'''
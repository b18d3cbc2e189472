//! Audio output trait and error types.

use cz_engine::Frame;

/// Error type for audio operations.
#[derive(Debug)]
pub enum AudioError {
    /// Failed to initialize audio device
    DeviceInit(String),
    /// Failed to create audio stream
    StreamCreate(String),
    /// Playback error
    Playback(String),
    /// No audio device available
    NoDevice,
}

impl std::fmt::Display for AudioError {
    fn fmt(&self, f: &mut std::fmt::Formatter<'_>) -> std::fmt::Result {
        match self {
            AudioError::DeviceInit(msg) => write!(f, "Device init error: {}", msg),
            AudioError::StreamCreate(msg) => write!(f, "Stream create error: {}", msg),
            AudioError::Playback(msg) => write!(f, "Playback error: {}", msg),
            AudioError::NoDevice => write!(f, "No audio device available"),
        }
    }
}

impl std::error::Error for AudioError {}

/// An output device fed with rendered stereo frames.
pub trait AudioOutput {
    /// Device sample rate; the render graph must run at this rate.
    fn sample_rate(&self) -> u32;

    /// Queue frames for playback. Frames that do not fit are dropped.
    /// Returns how many were queued.
    fn write(&mut self, frames: &[Frame]) -> usize;

    /// Free space in the output queue, in frames.
    fn available(&self) -> usize;

    /// Start playback.
    fn start(&mut self) -> Result<(), AudioError>;

    /// Stop playback.
    fn stop(&mut self) -> Result<(), AudioError>;
}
'''
TASK INSTRUCTIONS: Send back each record exactly as it stands.

WRITTEN ANSWER:
repository b18d3cbc2e189472
//! Audio output trait and error types.

use cz_engine::Frame;

/// Error type for audio operations.
#[derive(Debug)]
pub enum AudioError {
    /// Failed to initialize audio device
    DeviceInit(String),
    /// Failed to create audio stream
    StreamCreate(String),
    /// Playback error
    Playback(String),
    /// No audio device available
    NoDevice,
}

impl std::fmt::Display for AudioError {
    fn fmt(&self, f: &mut std::fmt::Formatter<'_>) -> std::fmt::Result {
        match self {
            AudioError::DeviceInit(msg) => write!(f, "Device init error: {}", msg),
            AudioError::StreamCreate(msg) => write!(f, "Stream create error: {}", msg),
            AudioError::Playback(msg) => write!(f, "Playback error: {}", msg),
            AudioError::NoDevice => write!(f, "No audio device available"),
        }
    }
}

impl std::error::Error for AudioError {}

/// An output device fed with rendered stereo frames.
pub trait AudioOutput {
    /// Device sample rate; the render graph must run at this rate.
    fn sample_rate(&self) -> u32;

    /// Queue frames for playback. Frames that do not fit are dropped.
    /// Returns how many were queued.
    fn write(&mut self, frames: &[Frame]) -> usize;

    /// Free space in the output queue, in frames.
    fn available(&self) -> usize;

    /// Start playback.
    fn start(&mut self) -> Result<(), AudioError>;

    /// Stop playback.
    fn stop(&mut self) -> Result<(), AudioError>;
}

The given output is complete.